For family caregivers, being vocal is always going to be positive, for your voice is familiar. If you plan to visit with loved ones who have dementia, even in their own homes, please don’t start out your introduction as a question.  If you do, there is a very good chance that you will only raise anxiety and levels of confusion right off the bat. We need to learn to approach each dementia patient without multiple questions and needs for decisions. Instead, try to begin with a simple, uncomplicated introduction. Yes, even if you’re the spouse of 50 years, your first words should be “Hi, my name is Ellen. I’m your wife.” Don’t be abashed by this. The worst thing you can do is say, “Hi, do you remember me?” Questions can truly be the root of all evil.

 Again, forcing patients to struggle for answers at the inception will get you absolutely nowhere. If you must ask important questions, slowly work your way into them. Let their upper gears start turning first. If approached correctly, you may even get the correct answer.
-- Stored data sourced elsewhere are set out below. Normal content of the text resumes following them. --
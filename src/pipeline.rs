use regex::Regex;
use std::path::{Path, PathBuf};
use std::sync::LazyLock;
use std::time::Duration;
use tokio::fs;
use tracing::{error, info};

use crate::cleanup::CleanupManager;
use crate::config::Config;
use crate::error::{Result, VotdubError};
use crate::fetch::{VideoFetcherFactory, VideoFetcherTrait, ORIGINAL_VIDEO_FILENAME};
use crate::media::{MuxerFactory, MuxerTrait};
use crate::translate::{TranslatorFactory, TranslatorTrait};

static YOUTUBE_URL_REGEX: LazyLock<Regex> = LazyLock::new(|| {
    Regex::new(
        r"(?:https?://)?(?:www\.)?(?:youtube\.com/watch\?v=|youtube\.com/embed/|youtu\.be/)([\w-]{11})",
    )
    .expect("valid YouTube URL pattern")
});

static NON_WORD_REGEX: LazyLock<Regex> = LazyLock::new(|| Regex::new(r"[^\w\s]").unwrap());
static WHITESPACE_REGEX: LazyLock<Regex> = LazyLock::new(|| Regex::new(r"\s+").unwrap());

/// Extract the 11-character video id from a YouTube URL.
pub fn extract_video_id(url: &str) -> Option<&str> {
    YOUTUBE_URL_REGEX
        .captures(url)
        .and_then(|c| c.get(1))
        .map(|m| m.as_str())
}

/// Reduce a video title to a filename-safe form: strip everything but word
/// characters and whitespace, trim, collapse whitespace runs to underscores.
pub fn sanitize_title(title: &str) -> String {
    let stripped = NON_WORD_REGEX.replace_all(title, "");
    let trimmed = stripped.trim();
    WHITESPACE_REGEX.replace_all(trimmed, "_").to_string()
}

/// Full processing cycle for one video: download, translate audio, mux.
pub struct Pipeline {
    config: Config,
    fetcher: Box<dyn VideoFetcherTrait>,
    translator: Box<dyn TranslatorTrait>,
    muxer: Box<dyn MuxerTrait>,
}

impl Pipeline {
    pub fn new(config: Config) -> Self {
        let timeout = Duration::from_secs(config.pipeline.command_timeout_secs);
        let fetcher = VideoFetcherFactory::create_fetcher(config.downloader.clone(), timeout);
        let translator = TranslatorFactory::create_translator(config.translator.clone(), timeout);
        let muxer = MuxerFactory::create_muxer(config.media.clone(), timeout);

        Self::with_collaborators(config, fetcher, translator, muxer)
    }

    /// Assemble a pipeline from explicit collaborators.
    pub fn with_collaborators(
        config: Config,
        fetcher: Box<dyn VideoFetcherTrait>,
        translator: Box<dyn TranslatorTrait>,
        muxer: Box<dyn MuxerTrait>,
    ) -> Self {
        Self {
            config,
            fetcher,
            translator,
            muxer,
        }
    }

    /// Verify the mux collaborator is present before any run starts.
    pub async fn check_availability(&self) -> Result<()> {
        self.muxer.check_availability().await
    }

    /// Run the whole pipeline for one URL. Returns the final output path.
    ///
    /// The working directory is removed before this returns, whichever step
    /// the run ended on. An invalid URL aborts before any filesystem state
    /// is created, so nothing needs cleaning in that case.
    pub async fn process(&self, url: &str) -> Result<PathBuf> {
        let video_id = extract_video_id(url)
            .ok_or_else(|| VotdubError::InvalidUrl(url.to_string()))?
            .to_string();

        let base_dir = self.config.base_dir();
        let work_dir = base_dir.join(format!("temp_{}", video_id));
        fs::create_dir_all(&work_dir).await?;

        let result = self.run_steps(url, &video_id, &work_dir).await;

        CleanupManager::clean(&work_dir, &base_dir, &video_id).await;

        result
    }

    async fn run_steps(&self, url: &str, video_id: &str, work_dir: &Path) -> Result<PathBuf> {
        // Step 1: download the original video
        println!("\n[1/3] 📥 Downloading original video...");
        let title = match self.fetcher.fetch(url, work_dir).await {
            Some(title) => title,
            None => {
                error!("Video download failed. Check the link and try again.");
                return Err(VotdubError::Download(url.to_string()));
            }
        };

        // Step 2: obtain the translated audio track
        println!("[2/3] 🎤 Fetching audio translation...");
        let original_video_path = work_dir.join(ORIGINAL_VIDEO_FILENAME);
        let translated_audio_filename = format!("{}.mp3", video_id);
        let translated_audio_path = work_dir.join(&translated_audio_filename);

        if !self
            .translator
            .translate(url, work_dir, &translated_audio_filename)
            .await
        {
            return Err(VotdubError::Translate(url.to_string()));
        }

        // Step 3: mux translated audio over the original video
        println!("[3/3] 🎞️  Muxing video and audio...");
        let safe_title = sanitize_title(&title);
        let output_filename = format!(
            "{}_{}.{}",
            safe_title, video_id, self.config.downloader.merge_format
        );
        let output_dir = self.config.output_dir();
        fs::create_dir_all(&output_dir).await?;
        let output_path = output_dir.join(output_filename);

        if !self
            .muxer
            .mux(&original_video_path, &translated_audio_path, &output_path)
            .await
        {
            return Err(VotdubError::Media(output_path.display().to_string()));
        }

        let resolved = output_path.canonicalize().unwrap_or(output_path);
        println!("\n✅ Video translated successfully!");
        println!("💽 Saved to: {}", resolved.display());
        info!("Run for video {} completed", video_id);

        Ok(resolved)
    }
}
If this is about an important medical or financial matter, however, these answers need verification from a family member or each patient’s advocate.

To summarize, remember that important piece of general advice in introductory etiquette for dementia-related patients: Before you introduce yourself, make sure they have visual contact with you. Don’t walk up behind them and startle them. When in eye contact, let him or her hear your voice.

Ultimately, most of these suggestions refer to those patients who are in the moderate to latter stages of dementia. But even those in the earlier stages may be more confused in the later part of the day when they may be experiencing sundowners (sundown syndrome) or are just worn out from a full day of living with cognitive disability. The most important factor in any setting is to make sure they receive the respect that they truly deserve.

You may be fortunate enough to have an exceptional conversation and have mutually satisfying experiences with those living with dementia just by starting out correctly. You know what they say about first impressions.